> [About this exercise]: Within the entries that follow, show each line where the word "BTreeMap" occurs.

> [Collected data]:
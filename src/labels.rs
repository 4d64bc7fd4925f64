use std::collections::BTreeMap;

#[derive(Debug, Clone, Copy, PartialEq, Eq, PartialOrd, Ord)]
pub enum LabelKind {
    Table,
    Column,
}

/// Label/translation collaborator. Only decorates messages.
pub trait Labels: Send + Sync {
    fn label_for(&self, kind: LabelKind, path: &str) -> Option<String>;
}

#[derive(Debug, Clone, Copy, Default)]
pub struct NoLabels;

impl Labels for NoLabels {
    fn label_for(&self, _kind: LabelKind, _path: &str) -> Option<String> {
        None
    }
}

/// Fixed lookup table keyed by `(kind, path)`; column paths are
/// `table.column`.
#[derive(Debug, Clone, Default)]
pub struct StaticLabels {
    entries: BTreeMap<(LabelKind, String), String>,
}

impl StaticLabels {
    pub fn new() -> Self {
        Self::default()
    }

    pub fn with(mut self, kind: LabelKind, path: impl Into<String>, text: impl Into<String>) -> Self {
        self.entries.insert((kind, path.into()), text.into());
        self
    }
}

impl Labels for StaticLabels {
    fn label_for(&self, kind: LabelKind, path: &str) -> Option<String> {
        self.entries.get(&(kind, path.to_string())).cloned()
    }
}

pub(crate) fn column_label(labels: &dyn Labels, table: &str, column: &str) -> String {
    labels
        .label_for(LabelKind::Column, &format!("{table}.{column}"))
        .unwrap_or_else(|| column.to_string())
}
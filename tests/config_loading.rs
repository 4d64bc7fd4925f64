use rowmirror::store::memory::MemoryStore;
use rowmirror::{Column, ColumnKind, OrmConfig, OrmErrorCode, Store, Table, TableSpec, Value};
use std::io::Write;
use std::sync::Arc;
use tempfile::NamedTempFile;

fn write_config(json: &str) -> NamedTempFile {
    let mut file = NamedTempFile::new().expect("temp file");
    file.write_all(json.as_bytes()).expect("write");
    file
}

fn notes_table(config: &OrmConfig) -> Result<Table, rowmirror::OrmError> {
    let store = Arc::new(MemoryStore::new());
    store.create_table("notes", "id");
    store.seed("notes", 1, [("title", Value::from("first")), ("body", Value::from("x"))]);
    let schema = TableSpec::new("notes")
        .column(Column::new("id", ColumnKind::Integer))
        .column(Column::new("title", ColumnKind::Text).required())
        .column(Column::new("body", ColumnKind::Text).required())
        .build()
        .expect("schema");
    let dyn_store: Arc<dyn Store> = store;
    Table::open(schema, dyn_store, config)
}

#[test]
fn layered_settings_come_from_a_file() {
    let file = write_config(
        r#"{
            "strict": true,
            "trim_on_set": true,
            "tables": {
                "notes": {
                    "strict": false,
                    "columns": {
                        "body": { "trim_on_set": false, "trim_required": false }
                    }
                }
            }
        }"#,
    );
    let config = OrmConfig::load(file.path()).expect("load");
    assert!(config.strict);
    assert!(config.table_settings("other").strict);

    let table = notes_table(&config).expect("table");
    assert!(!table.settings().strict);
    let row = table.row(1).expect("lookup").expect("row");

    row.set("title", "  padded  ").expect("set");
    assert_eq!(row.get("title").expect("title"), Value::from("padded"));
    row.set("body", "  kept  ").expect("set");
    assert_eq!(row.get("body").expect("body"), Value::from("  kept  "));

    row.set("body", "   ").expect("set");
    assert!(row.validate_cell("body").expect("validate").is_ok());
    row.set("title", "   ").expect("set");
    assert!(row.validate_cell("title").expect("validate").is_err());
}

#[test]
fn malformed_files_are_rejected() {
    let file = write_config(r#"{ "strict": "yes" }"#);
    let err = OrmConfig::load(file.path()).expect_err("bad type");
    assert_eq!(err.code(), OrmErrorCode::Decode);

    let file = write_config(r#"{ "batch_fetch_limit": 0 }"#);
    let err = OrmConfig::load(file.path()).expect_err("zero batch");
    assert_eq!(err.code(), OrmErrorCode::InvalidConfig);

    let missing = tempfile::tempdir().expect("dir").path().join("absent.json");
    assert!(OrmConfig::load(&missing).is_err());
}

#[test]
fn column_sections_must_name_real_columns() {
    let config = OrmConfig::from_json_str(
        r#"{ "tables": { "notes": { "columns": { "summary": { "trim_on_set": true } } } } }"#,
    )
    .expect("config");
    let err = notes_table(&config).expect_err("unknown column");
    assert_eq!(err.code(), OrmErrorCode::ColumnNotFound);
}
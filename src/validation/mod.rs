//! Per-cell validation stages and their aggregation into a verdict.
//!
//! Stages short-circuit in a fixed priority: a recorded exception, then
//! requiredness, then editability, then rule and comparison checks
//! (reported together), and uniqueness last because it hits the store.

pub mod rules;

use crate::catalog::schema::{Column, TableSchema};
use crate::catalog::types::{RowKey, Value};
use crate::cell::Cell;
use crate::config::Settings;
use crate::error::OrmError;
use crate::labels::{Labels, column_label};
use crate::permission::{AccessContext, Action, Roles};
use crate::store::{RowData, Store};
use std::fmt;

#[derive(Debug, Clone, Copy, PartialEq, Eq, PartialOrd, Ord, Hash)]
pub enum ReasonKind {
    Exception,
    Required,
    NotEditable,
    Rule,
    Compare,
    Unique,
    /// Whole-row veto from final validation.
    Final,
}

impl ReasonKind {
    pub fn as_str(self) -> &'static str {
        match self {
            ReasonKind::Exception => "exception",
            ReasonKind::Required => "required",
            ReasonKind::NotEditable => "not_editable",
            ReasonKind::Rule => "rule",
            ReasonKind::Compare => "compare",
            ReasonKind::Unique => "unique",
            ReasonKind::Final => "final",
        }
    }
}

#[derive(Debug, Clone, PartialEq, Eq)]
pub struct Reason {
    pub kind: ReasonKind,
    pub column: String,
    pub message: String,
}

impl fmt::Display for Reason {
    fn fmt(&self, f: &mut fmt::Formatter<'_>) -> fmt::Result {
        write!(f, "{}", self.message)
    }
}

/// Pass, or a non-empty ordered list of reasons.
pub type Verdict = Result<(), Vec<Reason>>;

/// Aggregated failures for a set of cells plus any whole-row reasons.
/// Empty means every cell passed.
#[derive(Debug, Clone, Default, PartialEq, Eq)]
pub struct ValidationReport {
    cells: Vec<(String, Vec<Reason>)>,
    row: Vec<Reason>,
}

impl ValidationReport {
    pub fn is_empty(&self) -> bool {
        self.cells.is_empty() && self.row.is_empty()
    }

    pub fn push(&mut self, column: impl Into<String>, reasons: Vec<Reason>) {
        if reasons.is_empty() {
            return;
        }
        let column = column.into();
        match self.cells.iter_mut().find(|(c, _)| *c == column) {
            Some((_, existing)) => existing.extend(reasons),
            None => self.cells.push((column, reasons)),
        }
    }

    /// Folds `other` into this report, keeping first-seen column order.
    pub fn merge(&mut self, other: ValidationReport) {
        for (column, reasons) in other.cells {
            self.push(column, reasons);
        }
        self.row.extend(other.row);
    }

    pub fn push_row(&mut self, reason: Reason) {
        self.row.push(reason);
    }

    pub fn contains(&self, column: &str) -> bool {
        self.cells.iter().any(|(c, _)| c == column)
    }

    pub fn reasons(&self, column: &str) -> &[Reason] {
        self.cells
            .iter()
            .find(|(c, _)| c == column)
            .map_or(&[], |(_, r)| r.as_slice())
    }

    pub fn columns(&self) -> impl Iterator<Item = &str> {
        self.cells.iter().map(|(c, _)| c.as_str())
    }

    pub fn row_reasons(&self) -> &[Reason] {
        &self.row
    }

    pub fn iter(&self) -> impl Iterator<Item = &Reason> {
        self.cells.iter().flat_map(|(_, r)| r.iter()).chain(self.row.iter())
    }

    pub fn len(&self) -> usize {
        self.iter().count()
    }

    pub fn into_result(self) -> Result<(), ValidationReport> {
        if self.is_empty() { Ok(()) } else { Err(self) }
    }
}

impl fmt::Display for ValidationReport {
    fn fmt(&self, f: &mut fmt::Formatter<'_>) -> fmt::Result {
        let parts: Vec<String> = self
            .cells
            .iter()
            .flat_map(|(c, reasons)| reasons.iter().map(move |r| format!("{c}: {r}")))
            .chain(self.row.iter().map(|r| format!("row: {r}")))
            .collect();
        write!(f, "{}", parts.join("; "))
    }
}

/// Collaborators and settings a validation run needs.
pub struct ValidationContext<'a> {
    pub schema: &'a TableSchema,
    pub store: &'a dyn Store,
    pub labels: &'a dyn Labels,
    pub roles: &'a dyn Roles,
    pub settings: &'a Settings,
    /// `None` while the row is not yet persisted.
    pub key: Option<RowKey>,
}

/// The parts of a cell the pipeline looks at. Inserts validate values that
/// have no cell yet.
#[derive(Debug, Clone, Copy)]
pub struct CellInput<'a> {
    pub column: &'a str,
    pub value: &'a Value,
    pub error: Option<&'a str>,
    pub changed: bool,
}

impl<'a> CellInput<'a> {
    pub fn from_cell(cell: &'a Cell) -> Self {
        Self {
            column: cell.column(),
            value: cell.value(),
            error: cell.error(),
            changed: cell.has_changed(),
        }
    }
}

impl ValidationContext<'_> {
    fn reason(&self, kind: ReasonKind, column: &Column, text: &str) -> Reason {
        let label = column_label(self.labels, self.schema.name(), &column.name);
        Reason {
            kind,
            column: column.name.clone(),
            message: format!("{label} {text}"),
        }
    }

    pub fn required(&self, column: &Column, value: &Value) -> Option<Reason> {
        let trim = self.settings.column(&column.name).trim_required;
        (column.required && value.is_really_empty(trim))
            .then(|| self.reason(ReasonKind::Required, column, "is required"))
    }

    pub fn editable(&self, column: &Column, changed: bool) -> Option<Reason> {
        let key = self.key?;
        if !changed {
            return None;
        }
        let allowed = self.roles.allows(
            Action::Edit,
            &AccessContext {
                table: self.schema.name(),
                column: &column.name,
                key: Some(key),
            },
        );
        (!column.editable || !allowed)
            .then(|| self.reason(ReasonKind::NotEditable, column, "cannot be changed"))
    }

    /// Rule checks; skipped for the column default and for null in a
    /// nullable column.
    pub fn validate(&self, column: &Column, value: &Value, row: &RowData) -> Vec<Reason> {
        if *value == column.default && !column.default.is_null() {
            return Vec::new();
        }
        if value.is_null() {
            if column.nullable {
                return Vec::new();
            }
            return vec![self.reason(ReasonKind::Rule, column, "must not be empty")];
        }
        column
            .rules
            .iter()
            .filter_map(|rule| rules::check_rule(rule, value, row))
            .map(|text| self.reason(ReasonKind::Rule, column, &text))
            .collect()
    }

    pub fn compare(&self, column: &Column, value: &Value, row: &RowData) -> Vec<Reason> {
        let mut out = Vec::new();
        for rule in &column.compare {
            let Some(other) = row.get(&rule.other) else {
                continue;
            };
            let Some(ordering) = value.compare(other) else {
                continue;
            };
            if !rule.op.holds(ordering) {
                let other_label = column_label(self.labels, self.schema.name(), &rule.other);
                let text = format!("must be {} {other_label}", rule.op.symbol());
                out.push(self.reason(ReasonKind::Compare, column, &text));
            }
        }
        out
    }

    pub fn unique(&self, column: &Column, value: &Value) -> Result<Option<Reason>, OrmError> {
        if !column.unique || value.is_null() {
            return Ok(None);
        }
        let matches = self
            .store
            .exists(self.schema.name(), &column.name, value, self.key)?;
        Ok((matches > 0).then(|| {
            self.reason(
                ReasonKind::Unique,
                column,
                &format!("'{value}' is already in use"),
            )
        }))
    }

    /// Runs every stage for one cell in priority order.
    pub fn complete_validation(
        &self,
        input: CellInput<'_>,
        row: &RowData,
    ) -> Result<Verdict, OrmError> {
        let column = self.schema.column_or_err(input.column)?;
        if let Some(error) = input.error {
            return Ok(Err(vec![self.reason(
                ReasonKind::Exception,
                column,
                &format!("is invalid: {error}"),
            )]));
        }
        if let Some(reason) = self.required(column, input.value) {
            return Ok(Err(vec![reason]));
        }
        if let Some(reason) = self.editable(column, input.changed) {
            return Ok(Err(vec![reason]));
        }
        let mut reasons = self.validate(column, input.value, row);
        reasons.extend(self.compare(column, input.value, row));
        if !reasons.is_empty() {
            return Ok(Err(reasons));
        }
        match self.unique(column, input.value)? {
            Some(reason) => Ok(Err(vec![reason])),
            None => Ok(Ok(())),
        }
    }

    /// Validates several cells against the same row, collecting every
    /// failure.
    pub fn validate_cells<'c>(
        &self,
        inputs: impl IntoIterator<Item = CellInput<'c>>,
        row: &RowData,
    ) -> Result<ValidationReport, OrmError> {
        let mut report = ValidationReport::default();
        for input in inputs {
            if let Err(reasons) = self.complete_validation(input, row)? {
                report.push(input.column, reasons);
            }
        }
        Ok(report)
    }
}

> [Solution to the exercise]:
use std::collections::BTreeMap;
    entries: BTreeMap<(LabelKind, String), String>,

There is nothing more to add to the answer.